Patching is no longer enough. Security professionals must shift their focus to identity rotation, strict egress controls, and behavioral monitoring to catch zero-click executions before they spread.
To further enhance your cloud security and implement Zero Trust, contact me on LinkedIn Profile or [email protected].
Frequently Asked Questions (FAQ)
What is the durabletask PyPI compromise?
Threat actors published three malicious versions of Microsoft's durabletask Python SDK (1.4.1, 1.4.2, 1.4.3) to PyPI. Importing the package silently downloads a multi-cloud credential stealer and worm called rope.pyz.
Was Microsoft's GitHub repository hacked?
No. The attackers compromised a user account, dumped GitHub secrets from a previous attack, and stole a legacy PyPI API token.

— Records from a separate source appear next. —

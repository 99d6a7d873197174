//! Base64-wrapped JSON codec for x402 HTTP headers.
//!
//! Every x402 header carries `base64(JSON(entity))` using the standard
//! alphabet with padding. [`Base64Bytes`] holds the encoded form and the
//! `*_json` helpers do the full entity round trip.

use std::fmt::{self, Display, Formatter};

use base64::Engine;
use base64::engine::general_purpose::STANDARD as b64;

/// Errors from decoding a base64-wrapped JSON header value.
#[derive(Debug, thiserror::Error)]
pub enum HeaderDecodeError {
    /// The value is not valid base64.
    #[error("invalid base64: {0}")]
    Base64(#[from] base64::DecodeError),

    /// The decoded bytes are not the expected JSON shape.
    #[error("invalid JSON: {0}")]
    Json(#[from] serde_json::Error),
}

/// A wrapper for base64-encoded byte data.
#[derive(Debug, Clone, PartialEq, Eq)]
pub struct Base64Bytes(pub Vec<u8>);

impl Base64Bytes {
    /// Encodes raw binary data into base64 string bytes.
    pub fn encode<T: AsRef<[u8]>>(input: T) -> Self {
        let encoded = b64.encode(input.as_ref());
        Self(encoded.into_bytes())
    }

    /// Decodes the base64 string bytes to raw binary data.
    ///
    /// # Errors
    ///
    /// Returns an error if the data is not valid base64.
    pub fn decode(&self) -> Result<Vec<u8>, base64::DecodeError> {
        b64.decode(&self.0)
    }

    /// Serializes a value to JSON and base64-encodes the result.
    ///
    /// # Errors
    ///
    /// Returns an error if JSON serialization fails.
    pub fn encode_json<T: serde::Serialize>(value: &T) -> Result<Self, serde_json::Error> {
        let json = serde_json::to_vec(value)?;
        Ok(Self::encode(json))
    }

    /// Decodes the base64 string bytes and deserializes the JSON within.
    ///
    /// # Errors
    ///
    /// Returns [`HeaderDecodeError`] on base64 or JSON failure; no partial
    /// data escapes.
    pub fn decode_json<T: serde::de::DeserializeOwned>(&self) -> Result<T, HeaderDecodeError> {
        let bytes = self.decode()?;
        Ok(serde_json::from_slice(&bytes)?)
    }
}

impl AsRef<[u8]> for Base64Bytes {
    fn as_ref(&self) -> &[u8] {
        &self.0
    }
}

impl From<&[u8]> for Base64Bytes {
    fn from(slice: &[u8]) -> Self {
        Self(slice.to_vec())
    }
}

impl From<&str> for Base64Bytes {
    fn from(s: &str) -> Self {
        Self(s.trim().as_bytes().to_vec())
    }
}

impl Display for Base64Bytes {
    fn fmt(&self, f: &mut Formatter<'_>) -> fmt::Result {
        write!(f, "{}", String::from_utf8_lossy(&self.0))
    }
}

#[cfg(test)]
mod tests {
    use super::*;

    #[test]
    fn encode_decode_roundtrip() {
        let data = b"hello x402";
        let encoded = Base64Bytes::encode(data);
        assert_eq!(encoded.decode().unwrap(), data);
    }

    #[test]
    fn json_roundtrip() {
        let value = serde_json::json!({"x402Version": 2, "accepts": []});
        let encoded = Base64Bytes::encode_json(&value).unwrap();
        let back: serde_json::Value = encoded.decode_json().unwrap();
        assert_eq!(back, value);
    }

    #[test]
    fn garbage_is_an_error_not_a_panic() {
        let bogus = Base64Bytes::from("not-base64!!!");
        assert!(bogus.decode_json::<serde_json::Value>().is_err());

        // Valid base64 wrapping invalid JSON is still an error.
        let not_json = Base64Bytes::encode(b"{{{{");
        assert!(not_json.decode_json::<serde_json::Value>().is_err());
    }

    #[test]
    fn uses_standard_alphabet_with_padding() {
        let encoded = Base64Bytes::encode(b"a");
        assert_eq!(encoded.to_string(), "YQ==");
    }
}
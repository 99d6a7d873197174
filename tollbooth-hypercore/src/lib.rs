//! Hypercore (Hyperliquid) support for the x402 payment protocol.
//!
//! Implements the `exact` scheme over Hyperliquid `sendAsset` actions: the
//! payer signs a typed spot transfer of the required amount, and the
//! facilitator posts the signed action to the Hyperliquid exchange API.
//!
//! - [`exact::ExactHypercoreClient`] — builds and signs `sendAsset` actions
//! - [`exact::ExactHypercoreServer`] — parses prices, flags the target chain
//! - [`exact::ExactHypercoreFacilitator`] — verifies and submits actions

pub mod action;
pub mod exact;
pub mod networks;
pub mod signer;

pub use action::{ActionSignature, SendAssetAction};
pub use networks::{NETWORK_MAINNET, NETWORK_TESTNET};
pub use signer::HypercoreSigner;
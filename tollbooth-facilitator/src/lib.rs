//! x402 facilitator server library.
//!
//! A facilitator verifies payment payloads and settles them on-chain on
//! behalf of resource servers. This crate provides:
//!
//! - [`local::LocalFacilitator`] — routes payments to registered scheme
//!   facilitators, usable in-process or behind the HTTP surface
//! - [`handlers`] — the axum REST surface (`/verify`, `/settle`,
//!   `/supported` plus legacy V1 endpoints)
//! - [`config`] — TOML + environment configuration

pub mod config;
pub mod handlers;
pub mod local;

pub use config::FacilitatorConfig;
pub use local::LocalFacilitator;
//! Solana support for the x402 payment protocol.
//!
//! Implements the `exact` scheme over SPL Token transfers: the payer builds
//! and partially signs a `transfer_checked` transaction whose fee payer is
//! nominated by the facilitator; the facilitator validates it, co-signs as
//! fee payer, and submits it.
//!
//! - [`exact::ExactSvmClient`] — builds and signs transfer transactions
//! - [`exact::ExactSvmServer`] — parses prices, nominates the fee payer
//! - [`exact::ExactSvmFacilitator`] — validates, co-signs, and submits

pub mod chain;
pub mod exact;
pub mod networks;
pub mod rpc;

pub use chain::SvmAddress;
pub use networks::{SOLANA_NETWORKS, SvmAssetInfo, SvmNetworkConfig, known_networks};
pub use rpc::SvmRpc;
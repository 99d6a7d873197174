//! Configuration for protected resources.

use serde::{Deserialize, Serialize};
use serde_json::Value;

use crate::proto::Network;

/// What a resource server charges for one payment option on an endpoint.
///
/// # Example
///
/// ```rust
/// use tollbooth::config::ResourceConfig;
///
/// let config = ResourceConfig {
///     scheme: "exact".into(),
///     pay_to: "0x1111111111111111111111111111111111111111".into(),
///     price: serde_json::json!("$0.01"),
///     network: "eip155:84532".into(),
///     max_timeout_seconds: Some(300),
/// };
/// ```
#[derive(Debug, Clone, PartialEq, Eq, Serialize, Deserialize)]
#[serde(rename_all = "camelCase")]
pub struct ResourceConfig {
    /// Payment scheme identifier (e.g., `"exact"`).
    pub scheme: String,

    /// Recipient address.
    pub pay_to: String,

    /// Price for the resource: a money string (`"$0.01"`), a bare number,
    /// or a structured [`AssetAmount`](crate::scheme::AssetAmount) object.
    pub price: Value,

    /// CAIP-2 network identifier (e.g., `"eip155:84532"`).
    pub network: Network,

    /// Maximum validity window in seconds; defaults to 300 when unset.
    #[serde(default, skip_serializing_if = "Option::is_none")]
    pub max_timeout_seconds: Option<u64>,
}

They used this token to publish the malicious packages directly to PyPI via twine.
How does the rope.pyz malware spread?
The malware features lateral movement capabilities. It enumerates AWS instances and uses SSM SendCommand to infect up to 5 EC2 instances. In Kubernetes, it uses kubectl exec to infect up to 5 running pods.
What is the FIRESCALE dead drop?
If the primary C2 server is blocked, the malware searches GitHub commits for the keyword 'FIRESCALE'. It looks for cryptographically signed base64 URLs, allowing the attacker to dynamically update the C2 infrastructure.
What should I do if I installed a compromised version?
Assume total credential compromise. Isolate the machine, block the C2 domains, rotate all cloud credentials and password manager vaults, and audit AWS CloudTrail and K8s logs for signs of lateral movement.